Indeed, at the Central Hillsborough County Chamber of Commerce event at the Barn Theatre, Gilliam discussed the hospital and its offerings, job openings and volunteer opportunities. Working now to define and develop the volunteer program, Gilliam said opportunities will suit the needs of many, including “retirees who want to be able to just spend some time giving back to the community.”
Gilliam was interviewed at “Teaching to Excellence,” a back-to-school event for teachers in Riverview and south county schools. As the event’s Summa Cum Laude sponsor, AdventHealth was the first exhibit space to welcome educators who were on hand to collect school supplies from participating businesses, nonprofits and service professionals.
“This is my second week working for AdventHealth, and I’m excited to work for them,” said Patty Montgomery, newly hired to help market the hospital. “The culture, the patient care, it’s really an amazing place, positive, uplifting, compassionate, very different from many other places I’ve been.”
Founded formally in 1973, AdventHealth traces its roots to 1866, with a team of Seventh-Day Adventist medical pioneers in Battle Creek, Michigan, at a time when many treatments were as harmful as the conditions they attempted to cure. The aim then and now is “to extend the healing ministry of Christ,” Gilliam said, to people from all walks of life and beliefs.
“Our founders were considered revolutionaries for their belief that preventing disease was as important as treating it,” a company report continues. “They believed the best care didn’t treat only the body; it also helped heal the mind and lift the spirit.”
Faith runs deep in Gilliam, who, more than 150 years later, found herself in Egypt, with her husband, working as school missionaries. She said it’s personal for her, her career shift from business to healthcare, as she brings to bear the memory of a student who lost her life because, as a refugee, she was denied state medical attention.
“She had stomach pain, which her family believed needed to be treated at the hospital, but they were turned away because she couldn’t pay for it,” Gilliam said. “Ultimately, she died from appendicitis, a treatable condition that we in the United States would have taken care of so easily.”

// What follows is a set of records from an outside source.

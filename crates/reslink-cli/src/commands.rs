//! Subcommand execution
//!
//! `link`, `replace` and `unlink` hold the snapshot's writer lock from load to
//! persist, so one writer runs at a time. `show` and `resolve` only read.

use crate::catalog;
use crate::cli::DEFAULT_STORE;
use crate::lock::WriterLock;
use anyhow::Context;
use clap::ArgMatches;
use reslink_core::{
    EntityRef, Link, LinkData, LinkGraph, LinkGraphConfig, LinkStore, TypeRegistry, TypeResolver,
};
use std::io::Write;
use std::path::PathBuf;
use std::sync::Arc;

fn required<'a, T>(args: &'a ArgMatches, id: &str) -> anyhow::Result<&'a T>
where
    T: Clone + Send + Sync + 'static,
{
    args.get_one::<T>(id)
        .with_context(|| format!("missing --{id}"))
}

fn data(args: &ArgMatches) -> LinkData {
    args.get_one::<LinkData>("data").cloned().unwrap_or_default()
}

/// Configuration from `--config`, with `--store` taking precedence for the snapshot path
pub(crate) fn config(matches: &ArgMatches) -> anyhow::Result<LinkGraphConfig> {
    let mut config = match matches.get_one::<PathBuf>("config") {
        Some(path) => LinkGraphConfig::from_file(path)?,
        None => LinkGraphConfig::default(),
    };
    if let Some(store) = matches.get_one::<PathBuf>("store") {
        config.snapshot_path = Some(store.clone());
    } else if config.snapshot_path.is_none() {
        config.snapshot_path = Some(PathBuf::from(DEFAULT_STORE));
    }
    Ok(config)
}

fn lock_for_write(config: &LinkGraphConfig) -> anyhow::Result<WriterLock> {
    let snapshot = config
        .snapshot_path
        .as_deref()
        .context("no snapshot path configured")?;
    WriterLock::acquire(snapshot)
}

fn open(config: LinkGraphConfig, resolver: Arc<dyn TypeResolver>) -> anyhow::Result<LinkGraph> {
    LinkGraph::open(config, resolver).context("cannot open link store")
}

fn print_link(out: &mut impl Write, link: &Link) -> anyhow::Result<()> {
    writeln!(
        out,
        "{} -[{}]-> {}  {}  {}",
        link.from(),
        link.name(),
        link.to(),
        link.id(),
        serde_json::to_string(link.data())?
    )?;
    Ok(())
}

/// Run the selected subcommand, writing its report to `out`
pub(crate) fn run(matches: &ArgMatches, out: &mut impl Write) -> anyhow::Result<()> {
    let config = config(matches)?;

    match matches.subcommand() {
        Some(("link", args)) => {
            let _lock = lock_for_write(&config)?;
            let graph = open(config, Arc::new(TypeRegistry::new()))?;
            let from = required::<EntityRef>(args, "from")?;
            let to = required::<EntityRef>(args, "to")?;
            let name = required::<String>(args, "name")?;

            let id = graph.link(from, to, name, data(args))?;
            graph.persist()?;
            writeln!(out, "{id}")?;
        }
        Some(("replace", args)) => {
            let _lock = lock_for_write(&config)?;
            let graph = open(config, Arc::new(TypeRegistry::new()))?;
            let from = required::<EntityRef>(args, "from")?;
            let name = required::<String>(args, "name")?;
            let targets: Vec<EntityRef> = args
                .get_many::<EntityRef>("to")
                .map(|refs| refs.cloned().collect())
                .unwrap_or_default();

            let replaced = graph.replace(from, targets, name, &data(args))?;
            graph.persist()?;
            writeln!(
                out,
                "removed {}, inserted {}",
                replaced.removed,
                replaced.inserted.len()
            )?;
        }
        Some(("unlink", args)) => {
            let _lock = lock_for_write(&config)?;
            let graph = open(config, Arc::new(TypeRegistry::new()))?;
            let from = required::<EntityRef>(args, "from")?;
            let name = required::<String>(args, "name")?;

            let removed = graph.unlink_all(from, name)?;
            graph.persist()?;
            writeln!(out, "removed {removed}")?;
        }
        Some(("show", args)) => {
            let graph = open(config, Arc::new(TypeRegistry::new()))?;
            let entity = required::<EntityRef>(args, "entity")?;
            let name = args.get_one::<String>("name");
            let direction = args
                .get_one::<String>("direction")
                .map_or("both", String::as_str);
            let store = graph.store();

            let mut links = Vec::new();
            if direction != "in" {
                links.extend(match name {
                    Some(name) => store.find_by_from_and_name(entity, name)?,
                    None => store.links_from(entity)?,
                });
            }
            if direction != "out" {
                links.extend(match name {
                    Some(name) => store.find_by_to_and_name(entity, name)?,
                    None => store.links_to(entity)?,
                });
            }
            links.sort_by_key(Link::id);
            links.dedup_by_key(|link| link.id());

            for link in &links {
                print_link(out, link)?;
            }
        }
        Some(("resolve", args)) => {
            let registry = catalog::load(required::<PathBuf>(args, "catalog")?)?;
            let graph = open(config, Arc::new(registry))?;
            let entity = required::<EntityRef>(args, "entity")?;
            let name = required::<String>(args, "name")?;
            let kind = required::<String>(args, "kind")?;

            for record in graph.linked_resources(entity, name, kind)? {
                writeln!(out, "{}", serde_json::to_string(&record.attributes)?)?;
            }
        }
        Some((other, _)) => anyhow::bail!("unknown command `{other}`"),
        None => anyhow::bail!("no command given"),
    }
    Ok(())
}

#[cfg(test)]
mod tests {
    use super::*;
    use crate::cli::command;
    use pretty_assertions::assert_eq;
    use std::path::Path;

    fn exec(store: &Path, args: &[&str]) -> String {
        let mut argv = vec!["reslink", "--store", store.to_str().unwrap()];
        argv.extend_from_slice(args);
        let matches = command().try_get_matches_from(argv).unwrap();
        let mut out = Vec::new();
        run(&matches, &mut out).unwrap();
        String::from_utf8(out).unwrap()
    }

    #[test]
    fn replace_then_show_both_directions() {
        let dir = tempfile::tempdir().unwrap();
        let store = dir.path().join("links.json");

        let report = exec(
            &store,
            &[
                "replace", "--from", "process:1", "--name", "related_to", "--to", "process:2",
                "--to", "process:3",
            ],
        );
        assert_eq!(report, "removed 0, inserted 2\n");

        let outbound = exec(&store, &["show", "--entity", "process:1", "--direction", "out"]);
        assert_eq!(outbound.lines().count(), 2);

        let inbound = exec(&store, &["show", "--entity", "process:3", "--name", "related_to"]);
        assert_eq!(inbound.lines().count(), 1);
        assert!(inbound.starts_with("process:1 -[related_to]-> process:3"));
    }

    #[test]
    fn link_unlink_roundtrip() {
        let dir = tempfile::tempdir().unwrap();
        let store = dir.path().join("links.json");

        exec(
            &store,
            &[
                "link", "--from", "process:1", "--to", "meeting:4", "--name", "hosts", "--data",
                r#"{"by":"cli"}"#,
            ],
        );
        let shown = exec(&store, &["show", "--entity", "meeting:4"]);
        assert!(shown.contains(r#"{"by":"cli"}"#));

        assert_eq!(
            exec(&store, &["unlink", "--from", "process:1", "--name", "hosts"]),
            "removed 1\n"
        );
        assert_eq!(
            exec(&store, &["unlink", "--from", "process:1", "--name", "hosts"]),
            "removed 0\n"
        );
    }

    #[test]
    fn resolve_reads_catalog() {
        let dir = tempfile::tempdir().unwrap();
        let store = dir.path().join("links.json");
        let catalog = dir.path().join("catalog.json");
        std::fs::write(
            &catalog,
            r#"{"process": [{"id": 1}, {"id": 2, "title": "Parks"}]}"#,
        )
        .unwrap();

        exec(
            &store,
            &["replace", "--from", "process:1", "--name", "related_to", "--to", "process:2", "--to", "process:9"],
        );
        let resolved = exec(
            &store,
            &[
                "resolve",
                "--entity",
                "process:2",
                "--name",
                "related_to",
                "--kind",
                "process",
                "--catalog",
                catalog.to_str().unwrap(),
            ],
        );
        assert_eq!(resolved, "{\"id\":1}\n");

        let from_source = exec(
            &store,
            &[
                "resolve",
                "--entity",
                "process:1",
                "--name",
                "related_to",
                "--kind",
                "process",
                "--catalog",
                catalog.to_str().unwrap(),
            ],
        );
        assert_eq!(from_source, "{\"id\":2,\"title\":\"Parks\"}\n");
    }

    #[test]
    fn writer_lock_blocks_concurrent_mutation() {
        let dir = tempfile::tempdir().unwrap();
        let store = dir.path().join("links.json");
        exec(&store, &["link", "--from", "process:1", "--to", "process:2", "--name", "related_to"]);

        let held = WriterLock::acquire(&store).unwrap();
        let matches = command()
            .try_get_matches_from([
                "reslink",
                "--store",
                store.to_str().unwrap(),
                "replace",
                "--from",
                "process:1",
                "--name",
                "related_to",
            ])
            .unwrap();
        let err = run(&matches, &mut Vec::new()).unwrap_err();
        assert!(err.to_string().contains("another reslink process"));

        // Readers are not blocked, and the refused write changed nothing.
        let shown = exec(&store, &["show", "--entity", "process:1"]);
        assert_eq!(shown.lines().count(), 1);

        drop(held);
        assert_eq!(
            exec(&store, &["replace", "--from", "process:1", "--name", "related_to"]),
            "removed 1, inserted 0\n"
        );
        assert!(!WriterLock::path_for(&store).exists());
    }

    #[test]
    fn config_store_flag_wins() {
        let dir = tempfile::tempdir().unwrap();
        let config_path = dir.path().join("reslink.toml");
        std::fs::write(&config_path, "snapshot_path = \"configured.json\"\nunique_targets = true\n")
            .unwrap();

        let matches = command()
            .try_get_matches_from([
                "reslink",
                "--config",
                config_path.to_str().unwrap(),
                "--store",
                "explicit.json",
                "unlink",
                "--from",
                "process:1",
                "--name",
                "x",
            ])
            .unwrap();
        let config = config(&matches).unwrap();

        assert_eq!(config.snapshot_path, Some(PathBuf::from("explicit.json")));
        assert!(config.unique_targets);
    }
}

It’s a memory Gilliam carries with her as she prepares for AdventHealth Riverview’s grand opening. “I want to be a part of this,” she said. “I want to make sure that everybody has the access they need, the physicians they need and the care they need because seeing what happens when it’s not available . . . “
Visibly moved, Gilliam let the pause speak for itself. She turned to a super-enlarged image of the hospital as she gave an impromptu “tour” of building floors and purposes.
Open on day one, in addition to the North Tower, is the South Tower, which on floors one through four, respectively, house the emergency department; surgical area; women’s health unit, for labor and delivery and more; and the 36-bed medical-surgery unit.
Also open on day one was the Center Tower, with imaging on the ground floor, pre- and post-observation and endoscopy suites on the second floor, and ICU and PCU units on the third floor. The fourth floor is planned for future growth.
“We’re opening with 82 beds and we can pivot up to about 160, depending on our programming needs,” Gilliam said.
The adjacent office building is to house teams for physical, occupational and speech-language therapy. Also on tap are a spine clinic, timeshare medical offices and spaces planned for future growth on the second and fourth floors. Ahead of the hospital’s grand opening, physicians have been seeing patients.
“The best thing for a patient is to have a physician close as possible in case of an emergency,” Gilliam said. “If your cardiologist is here, and you have to go to the hospital, you’re not fighting Riverview traffic to get there.”
As for the bells and whistles, that would include the gift shop, gardening and outside cafeteria seats, along with “an amazing red brick pizza oven, which we are very excited about,” Gilliam said. Overall, “It’s going to be a nice space.”